Methane dry reforming on supported cobalt nanoparticles promoted by boron

[Display omitted] •B impurities on Co drastically affect dry reforming of methane (DRM) performance.•DFT simulations show that B remained only in interstitial cavities of Co.•Incorporation of B into Co induced acceleration of both CH4 and CO2 activation.•The resultant kinetic balance between surface C and O atoms prevents deactivation. Stable operations for catalytic dry reforming of methane (DRM) are essential for industrial applications. High stability for syngas production can be achieved via a kinetic balance between formation of carbon species and their removal by oxygen species on the metal surface, which clears the surface for further reaction steps. This study reports highly stable performance by a boron-doped cobalt catalyst as a non-noble-metal coking-free catalyst. Although the precise location of doped boron could not be identified experimentally because of its low concentration, density functional theory calculations suggested that interstitial boron (B) is most likely present in the subsurface region of cobalt (Co) surfaces.

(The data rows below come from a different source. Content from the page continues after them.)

impl SchedulerHandle {
    /// Re-read the catalog now instead of waiting for the next reconcile tick
    pub fn reload(&self) {
        if self.control.send(Control::Reload).is_err() {
            debug!("Reload requested but the engine has already stopped");
        }
    }

    pub fn shutdown(&self) {
        if self.control.send(Control::Shutdown).is_err() {
            debug!("Shutdown requested but the engine has already stopped");
        }
    }

    pub fn state(&self) -> DaemonState {
        *self.state.borrow()
    }

    /// Wait until the engine reaches `target`
    pub async fn wait_for_state(&self, target: DaemonState) {
        let mut state = self.state.clone();
        let _ = state.wait_for(|current| *current == target).await;
    }
}

type Completion = (String, RunResult);

/// Main scheduler engine implementation
pub struct SchedulerEngine {
    config: EngineConfig,
    store: Arc<dyn TaskStore>,
    runner: Arc<ExecutionRunner>,
    lease: Option<DaemonLease>,
    control_tx: mpsc::UnboundedSender<Control>,
    control_rx: mpsc::UnboundedReceiver<Control>,
    state_tx: watch::Sender<DaemonState>,
}

impl SchedulerEngine {
    pub fn new(
        config: EngineConfig,
        store: Arc<dyn TaskStore>,
        runner: Arc<ExecutionRunner>,
    ) -> Self {
        let (control_tx, control_rx) = mpsc::unbounded_channel();
        let (state_tx, _) = watch::channel(DaemonState::Starting);
        Self {
            config,
            store,
            runner,
            lease: None,
            control_tx,
            control_rx,
            state_tx,
        }
    }

    /// Refuse to run while another daemon holds this lease
    pub fn with_lease(mut self, lease: DaemonLease) -> Self {
        self.lease = Some(lease);
        self
    }

    pub fn handle(&self) -> SchedulerHandle {
        SchedulerHandle {
            control: self.control_tx.clone(),
            state: self.state_tx.subscribe(),
        }
    }

    fn set_state(&self, state: DaemonState) {
        self.state_tx.send_replace(state);
        info!(state = %state, "Scheduler state changed");
    }

    /// Drive the daemon until shutdown.
    ///
    /// Returns `Err` when startup fails (lease held, unreadable catalog) or
    /// when another instance took over the lease while running.
    #[instrument(skip(self), fields(
        reconcile_interval_seconds = self.config.reconcile_interval.as_secs(),
        missed_fire_policy = ?self.config.missed_fire_policy
    ))]
    pub async fn run(mut self) -> Result<(), SchedulerError> {
        self.set_state(DaemonState::Starting);

        if let Some(lease) = &self.lease {
            if let Err(e) = lease.heartbeat().await {
                error!(error = %e, "Could not acquire scheduler lease");
                self.set_state(DaemonState::Stopped);
                return Err(e);
            }
        }

        let mut registry = FireRegistry::new();
        let mut dispatched: HashSet<String> = HashSet::new();
        let mut in_flight: JoinSet<Completion> = JoinSet::new();

        let entries = match self.store.load_all().await {
            Ok(entries) => entries,
            Err(e) => {
                error!(error = %e, "Failed to load task catalog");
                self.release_lease().await;
                self.set_state(DaemonState::Stopped);
                return Err(e.into());
            }
        };
        self.rebuild(&mut registry, &dispatched, entries, Utc::now()).await;
        info!(registered = registry.len(), "Task catalog loaded");

        self.set_state(DaemonState::Running);

        let every = self.config.reconcile_interval;
        let mut reconcile = interval_at(Instant::now() + every, every);
        reconcile.set_missed_tick_behavior(MissedTickBehavior::Delay);

        let mut fatal: Option<SchedulerError> = None;

        loop {
            let until_next_fire = registry
                .peek()
                .map(|(fire_at, _)| (fire_at - Utc::now()).to_std().unwrap_or(Duration::ZERO));

            tokio::select! {
                _ = sleep_until_fire(until_next_fire) => {
                    self.dispatch_due(&mut registry, &mut dispatched, &mut in_flight).await;
                }
                Some(control) = self.control_rx.recv() => match control {
                    Control::Reload => {
                        info!("Reload requested");
                        self.reconcile(&mut registry, &dispatched).await;
                    }
                    Control::Shutdown => {
                        info!("Shutdown signal received, stopping scheduler");
                        break;
                    }
                },
                _ = reconcile.tick() => {
                    if let Some(lease) = &self.lease {
                        match lease.heartbeat().await {
                            Ok(_) => {}
                            Err(e @ SchedulerError::LeaseHeld { .. }) => {
                                error!(error = %e, "Scheduler lease lost to another instance");
                                fatal = Some(e);
                                break;
                            }
                            Err(e) => warn!(error = %e, "Failed to renew scheduler lease"),
                        }
                    }
                    self.reconcile(&mut registry, &dispatched).await;
                }
                Some(joined) = in_flight.join_next(), if !in_flight.is_empty() => {
                    self.complete(&mut registry, &mut dispatched, joined).await;
                }
            }
        }

        self.set_state(DaemonState::Stopping);
        registry.clear();
        telemetry::update_registered_tasks(0);
        self.drain(&mut in_flight).await;
        if fatal.is_none() {
            self.release_lease().await;
        }
        drop(registry);
        self.set_state(DaemonState::Stopped);

        match fatal {
            Some(e) => Err(e),
            None => Ok(()),
        }
    }

    /// Pop every due fire and dispatch the ones still valid in the catalog
    async fn dispatch_due(
        &self,
        registry: &mut FireRegistry,
        dispatched: &mut HashSet<String>,
        in_flight: &mut JoinSet<Completion>,
    ) {
        for (fire_at, task_id) in registry.pop_due(Utc::now()) {
            let entry = match self.store.get(&task_id).await {
                Ok(entry) => entry,
                Err(StoreError::NotFound(_)) => {
                    info!(task_id = %task_id, "Task deleted before its fire, dropping");
                    continue;
                }
                Err(e) => {
                    // Picked up again by the next reconcile
                    error!(task_id = %task_id, error = %e, "Failed to read task for dispatch");
                    continue;
                }
            };

            if !entry.is_active {
                info!(task_id = %task_id, "Task disabled before its fire, dropping");
                continue;
            }

            if dispatched.contains(&task_id) {
                warn!(task_id = %task_id, fired_at = %fire_at, "Task still running, skipping fire");
                telemetry::record_skipped_fire(&task_id);
                continue;
            }

            let expected = entry
                .schedule()
                .and_then(|schedule| schedule.next_fire_after(entry.reference_time()));
            match expected {
                Ok(Some(expected)) if expected <= fire_at => {}
                Ok(Some(expected)) => {
                    debug!(task_id = %task_id, registered = %fire_at, expected = %expected, "Schedule moved, re-registering");
                    self.register_next(registry, &entry, Utc::now()).await;
                    continue;
                }
                Ok(None) => {
                    info!(task_id = %task_id, "Schedule exhausted, dropping fire");
                    continue;
                }
                Err(e) => {
                    error!(task_id = %task_id, error = %e, "Stored schedule is invalid, dropping fire");
                    continue;
                }
            }

            debug!(task_id = %task_id, fired_at = %fire_at, "Dispatching task");
            dispatched.insert(task_id.clone());
            let runner = Arc::clone(&self.runner);
            in_flight.spawn(async move {
                let result = runner.run(&entry, fire_at).await;
                (entry.id, result)
            });
        }
        telemetry::update_registered_tasks(registry.len());
    }

    /// Re-register a task after its execution finished
    async fn complete(
        &self,
        registry: &mut FireRegistry,
        dispatched: &mut HashSet<String>,
        joined: Result<Completion, JoinError>,
    ) {
        let task_id = match joined {
            Ok((task_id, result)) => {
                debug!(task_id = %task_id, result = ?result, "Execution finished");
                dispatched.remove(&task_id);
                task_id
            }
            Err(e) => {
                error!(error = %e, "Execution task aborted");
                dispatched.retain(|id| self.runner.is_in_flight(id));
                return;
            }
        };

        match self.store.get(&task_id).await {
            Ok(entry) if entry.is_active => {
                self.register_next(registry, &entry, Utc::now()).await;
            }
            Ok(_) | Err(StoreError::NotFound(_)) => {
                registry.remove(&task_id);
            }
            Err(e) => {
                warn!(task_id = %task_id, error = %e, "Failed to re-read task after execution");
            }
        }
        telemetry::update_registered_tasks(registry.len());
    }

    /// Rebuild the registry from the catalog, leaving running tasks alone
    async fn reconcile(&self, registry: &mut FireRegistry, dispatched: &HashSet<String>) {
        // Taken before the read so a slow catalog lock cannot push live fires into the past
        let now = Utc::now();
        match self.store.list().await {
            Ok(entries) => {
                self.rebuild(registry, dispatched, entries, now).await;
                debug!(registered = registry.len(), "Registry reconciled");
            }
            Err(e) => error!(error = %e, "Reconcile failed, keeping current registry"),
        }
    }

    /// Replace the registry with the catalog's view.
    ///
    /// A task that was already registered keeps its slot unless its schedule
    /// now points later, so a fire that fell due while the daemon was running
    /// is still dispatched. The missed-fire policy only applies to tasks that
    /// had no registration (startup, newly added, re-enabled).
    async fn rebuild(
        &self,
        registry: &mut FireRegistry,
        dispatched: &HashSet<String>,
        entries: Vec<TaskEntry>,
        now: DateTime<Utc>,
    ) {
        let previous = registry.take_all();
        for entry in entries.iter().filter(|entry| entry.is_active) {
            if dispatched.contains(&entry.id) {
                continue;
            }
            let carried = previous.get(&entry.id).and_then(|registered| {
                let expected = entry
                    .schedule()
                    .and_then(|schedule| schedule.next_fire_after(entry.reference_time()))
                    .ok()
                    .flatten();
                carried_fire(expected, *registered, now)
            });
            match carried {
                Some(fire_at) => self.register_at(registry, entry, Some(fire_at)).await,
                None => self.register_next(registry, entry, now).await,
            }
        }
        telemetry::update_registered_tasks(registry.len());
    }

    /// Register the policy-resolved next fire and persist it if the catalog disagrees
    async fn register_next(
        &self,
        registry: &mut FireRegistry,
        entry: &TaskEntry,
        now: DateTime<Utc>,
    ) {
        let resolved = entry.schedule().and_then(|schedule| {
            resolve_next_fire(
                &schedule,
                entry.reference_time(),
                now,
                self.config.missed_fire_policy,
            )
        });

        match resolved {
            Ok(next) => self.register_at(registry, entry, next).await,
            Err(e) => {
                warn!(task_id = %entry.id, error = %e, "Cannot compute next fire");
                registry.remove(&entry.id);
            }
        }
    }

    async fn register_at(
        &self,
        registry: &mut FireRegistry,
        entry: &TaskEntry,
        next: Option<DateTime<Utc>>,
    ) {
        match next {
            Some(fire_at) => registry.register(&entry.id, fire_at),
            None => {
                registry.remove(&entry.id);
            }
        }

        if entry.next_run_at != next {
            let result = self
                .store
                .modify(&entry.id, Box::new(move |stored| stored.next_run_at = next))
                .await;
            if let Err(e) = result {
                warn!(task_id = %entry.id, error = %e, "Failed to persist next run time");
            }
        }
    }

    /// Wait for running executions within the grace period, then detach the rest
    async fn drain(&self, in_flight: &mut JoinSet<Completion>) {
        if in_flight.is_empty() {
            return;
        }

        self.runner.request_cancel();
        info!(
            in_flight = in_flight.len(),
            grace_seconds = self.config.shutdown_grace.as_secs(),
            "Waiting for in-flight executions"
        );

        let waited = tokio::time::timeout(self.config.shutdown_grace, async {
            while let Some(joined) = in_flight.join_next().await {
                if let Err(e) = joined {
                    error!(error = %e, "Execution task aborted during shutdown");
                }
            }
        })
        .await;

        if waited.is_err() {
            warn!(
                abandoned = in_flight.len(),
                "Grace period elapsed, detaching remaining executions"
            );
            in_flight.detach_all();
        }
    }

    async fn release_lease(&self) {
        if let Some(lease) = &self.lease {
            if let Err(e) = lease.surrender().await {
                warn!(error = %e, "Failed to release scheduler lease");
            }
        }
    }
}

B-doping was shown both experimentally and computationally to increase the reactivity of Co catalysts toward both methane (CH4) and carbon dioxide (CO2). Moreover, B-doping was found to balance the amounts of surface C and O and maintain the reduced state of Co surfaces while in a steady-state. Nevertheless, a negative kinetic order with respect to CO2 partial pressure indicates that steady-state surface coverage of oxygen species originating from CO2 dissociation was prevalent on B-doped Co, consistent with the coking-free nature of the catalyst. This study introduces a promising Co–B catalyst design for controlling metal surface reactivity toward DRM and relevant catalytic reactions.